Agentic RAG Legal Challenge 2026

Evidence-first legal question answering over DIFC regulations, case law, and contracts.

Built for the Agentic RAG Legal Challenge at Dubai AI Week & Machines Can See 2026.

A staged LangGraph pipeline that answers 900 legal questions over 300 DIFC documents with page-level retrieval, anchor-based filtering, and faithfulness guardrails. Developed over a 12-day competition sprint (March 10--22, 2026) with 1,598 commits, culminating in a multi-agent coordination phase where six AI agents worked in parallel on the final push.

Tip

For the full write-up on what worked, what didn't, and the infrastructure-over-retrieval finding, see the blog article.

Results

Metric	Value
Questions answered	900
Documents processed	300
Total pages indexed	10,109 (+209% via registry enrichment)
Null answers	3
No-page-grounding answers	3
Corrections applied	103+ (56 DOI dates, 11 comparisons, 32 booleans, 16 numbers)
Eval versions completed	V9.1 through V17
Total commits	1,598

Key Findings

Infrastructure beats retrieval. The single biggest insight from the competition: investing in evaluation infrastructure, submission tooling, and automated correction pipelines produced more score improvement than any retrieval technique change.

87.5% ablation rejection rate. Seven of eight retrieval enhancements tested during the competition were rejected after ablation testing.
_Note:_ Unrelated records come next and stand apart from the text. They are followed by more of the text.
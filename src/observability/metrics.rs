//! Metrics collection and exposition.
//!
//! # Metrics
//! - `telemetry_spans_exported_total` (counter): spans delivered to the collector
//! - `telemetry_spans_dropped_total` (counter): spans lost, by reason
//! - `telemetry_export_duration_seconds` (histogram): export latency, by exporter
//! - `telemetry_export_inflight` (gauge): export requests in flight
//! - `process_cpu_percent`, `process_resident_memory_bytes`,
//!   `process_heap_used_bytes` (gauges): latest sampler reading
//! - `http_handler_failures_total` (counter): failed requests, by route
//!
//! # Design Decisions
//! - Recording goes through the `metrics` facade; without an installed
//!   recorder every call is a no-op
//! - The Prometheus scrape endpoint is opt-in

use std::net::SocketAddr;
use std::time::Instant;

use metrics_exporter_prometheus::{BuildError, PrometheusBuilder};

/// Install the Prometheus recorder and serve it on `addr`.
///
/// Must be called inside a Tokio runtime.
pub fn init_metrics(addr: SocketAddr) -> Result<(), BuildError> {
    PrometheusBuilder::new().with_http_listener(addr).install()?;
    tracing::info!(address = %addr, "Prometheus metrics exporter started");
    Ok(())
}

pub fn record_spans_exported(count: u64) {
    metrics::counter!("telemetry_spans_exported_total").increment(count);
}

pub fn record_spans_dropped(count: u64, reason: &'static str) {
    metrics::counter!("telemetry_spans_dropped_total", "reason" => reason).increment(count);
}

pub fn set_export_inflight(inflight: u64) {
    metrics::gauge!("telemetry_export_inflight").set(inflight as f64);
}

pub fn record_export_duration(exporter: &str, started: Instant) {
    metrics::histogram!("telemetry_export_duration_seconds", "exporter" => exporter.to_string())
        .record(started.elapsed().as_secs_f64());
}

pub fn record_process_sample(cpu_percent: f64, resident_memory_bytes: u64, heap_used_bytes: u64) {
    metrics::gauge!("process_cpu_percent").set(cpu_percent);
    metrics::gauge!("process_resident_memory_bytes").set(resident_memory_bytes as f64);
    metrics::gauge!("process_heap_used_bytes").set(heap_used_bytes as f64);
}

pub fn record_handler_failure(route: &str) {
    metrics::counter!("http_handler_failures_total", "route" => route.to_string()).increment(1);
}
BM25-only retrieval, RAG Fusion, HyDE, FlashRank, Isaacus EQA, step-back prompting, and citation-first retrieval all failed to improve over the baseline. Only the anchor-based page filtering survived.

TTFT was the biggest remaining lever. Late in the competition, time-to-first-token analysis revealed a +23.5% potential swing -- larger than any retrieval optimization still on the table.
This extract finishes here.